Je suis bien conscient, amis lecteurs, que le tumulte fakirien de ces derniers mois, les projections-débats, les manifestations à répétition, le réveil des betteraves à Amiens, les assemblées générales à Paris, le plan de bataille pour Madame Gueffar, les dizaines de réunions pour organiser tout ça, à la fois nourrissent ce journal, sans doute, mais lui nuisent aussi, altèrent sa qualité, en font un truc brouillon. Il est difficile de poser un regard objectif sur le monde social lorsque, les mains dans le cambouis, on s’efforce en même temps de le modeler.
Je vous dis tout ça.

Mais je sais, en même temps, que vous ne nous en voudrez pas. Que, même, peut-être, vous nous aimez pour ça, pour ce va-et-vient entre info et action.

[*Pourquoi, d’ailleurs, on a glissé comme ça, lentement, de l’info à l’action ?*]
Pourquoi, au-delà du journal, on se mue parfois, de plus en plus souvent, en « mécano du social » ?
Pour une raison simple : avec Fakir, on ne peut pas se faire d’illusions.
Quand vous publiez un article en Une du Monde diplomatique, ou que vous réalisez une émission pour France Inter, vous pouvez vous dire que, derrière, sur les centaines de milliers de lecteurs, d’auditeurs, il va y avoir des députés, des dirigeants syndicaux, des ministres pourquoi pas, d’autres journalistes même, qui vont écrire une proposition de loi, se bagarrer avec leur orga, relayer une injustice, bref, aider à transformer un tant soit peu les choses.

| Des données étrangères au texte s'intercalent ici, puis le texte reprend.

pub mod profile;
pub mod code_fence;
pub mod heading;
pub mod list;
pub mod paragraph;
pub mod rule;

pub use code_fence::CodeFence;
pub use heading::Heading;
pub use list::List;
pub use paragraph::Paragraph;
pub use rule::Rule;
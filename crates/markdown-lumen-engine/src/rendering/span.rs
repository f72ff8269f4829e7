/// A byte range `[start, end)` into the text being rewritten.
#[derive(Debug, Clone, Copy, PartialEq, Eq, PartialOrd, Ord)]
pub struct Span {
    /// Inclusive start byte offset.
    pub start: usize,
    /// Exclusive end byte offset.
    pub end: usize,
}

impl Span {
    /// Slices `s` with this span.
    pub fn slice(self, s: &str) -> &str {
        &s[self.start..self.end]
    }
}
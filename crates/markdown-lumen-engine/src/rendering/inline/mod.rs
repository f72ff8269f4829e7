//! # Inline Stages
//!
//! Cursor-based rewriting of inline spans. Each public stage function
//! handles exactly one construct and leaves everything else in place:
//!
//! - [`strong`]: `**text**` to `<strong>`
//! - [`emphasis`]: `*text*` to `<em>`
//! - [`code_spans`]: `` `text` `` to `<code>`
//! - [`links`]: `[text](url)` to an anchor opening in a new context
//!
//! ## Rules shared by all stages
//!
//! - Spans never cross a line break.
//! - An opening delimiter must be followed by non-whitespace and a closing
//!   delimiter preceded by non-whitespace, so `2 * 3 * 4` and list markers
//!   stay literal.
//! - Unclosed delimiters are copied through as text.
//!
//! Stages run in sequence, so later stages see markup produced by earlier
//! ones (for example a `**` inside backticks is already `<strong>` by the
//! time code spans are scanned).

pub mod cursor;
pub mod kinds;
pub mod parser;
pub mod types;

pub use parser::{code_spans, emphasis, links, strong};
pub use types::InlineNode;
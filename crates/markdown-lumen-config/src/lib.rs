use serde::Deserialize;
use std::path::{Path, PathBuf};
use thiserror::Error;

#[derive(Debug, Error)]
pub enum ConfigError {
    #[error("Failed to read config file at {config_path}: {source}")]
    ConfigReadError {
        config_path: PathBuf,
        source: std::io::Error,
    },

    #[error("Failed to parse config file at {config_path}: {source}")]
    ConfigParseError {
        config_path: PathBuf,
        source: toml::de::Error,
    },
}

/// Settings read from `~/.config/markdown-lumen/config.toml`.
///
/// Every key is optional; a missing key takes the same value a missing
/// file would.
#[derive(Debug, Clone, PartialEq, Eq, Deserialize)]
#[serde(default)]
pub struct Config {
    /// Escape raw HTML in documents instead of passing it through.
    pub escape_html: bool,
    /// Fence info string that marks a diagram block.
    pub diagram_language: String,
    /// Directory rendered files are written to when no output path is given.
    pub output_dir: Option<PathBuf>,
}

impl Default for Config {
    fn default() -> Self {
        Self {
            escape_html: false,
            diagram_language: "mermaid".to_string(),
            output_dir: None,
        }
    }
}

impl Config {
    pub fn load_from_path<P: AsRef<Path>>(config_path: P) -> Result<Option<Self>, ConfigError> {
        let config_path = config_path.as_ref();
        if !config_path.exists() {
            return Ok(None);
        }

        let content = std::fs::read_to_string(config_path).map_err(|source| {
            ConfigError::ConfigReadError {
                config_path: config_path.to_path_buf(),
                source,
            }
        })?;

        let mut config: Config =
            toml::from_str(&content).map_err(|source| ConfigError::ConfigParseError {
                config_path: config_path.to_path_buf(),
                source,
            })?;

        // Expand shell variables and tilde in the output directory
        config.output_dir = config
            .output_dir
            .map(|dir| Self::expand_path(&dir).unwrap_or(dir));

        Ok(Some(config))
    }

    pub fn load() -> Result<Option<Self>, ConfigError> {
        let config_path = Self::config_path();
        Self::load_from_path(&config_path)
    }

    pub fn config_path() -> PathBuf {
        let config_dir = shellexpand::tilde("~/.config/markdown-lumen");
        PathBuf::from(config_dir.as_ref()).join("config.toml")
    }

    fn expand_path(path: &Path) -> Option<PathBuf> {
        let path_str = path.to_string_lossy();
        match shellexpand::full(&path_str) {
            Ok(expanded) => Some(PathBuf::from(expanded.as_ref())),
            Err(_) => None,
        }
    }
}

Avec Fakir et nos 15 000 acheteurs, on ne peut pas se bercer de ces douces espérances : il n’y aura personne pour faire le boulot à notre place. Alors, de l’accident du travail à la Citadelle à l’occupation de la Zone industrielle en passant par De l’air à Inter, les AG de Vinci, Casino, LVMH, jusqu’aux Klur de Merci Patron !, on descend nous-mêmes au charbon. On est condamnés à assurer le « service après information », cherchant des alliés possibles, imaginant des scénarii, recourant à tel ou tel levier, conscient de notre faiblesse, et faisant de notre faiblesse une force…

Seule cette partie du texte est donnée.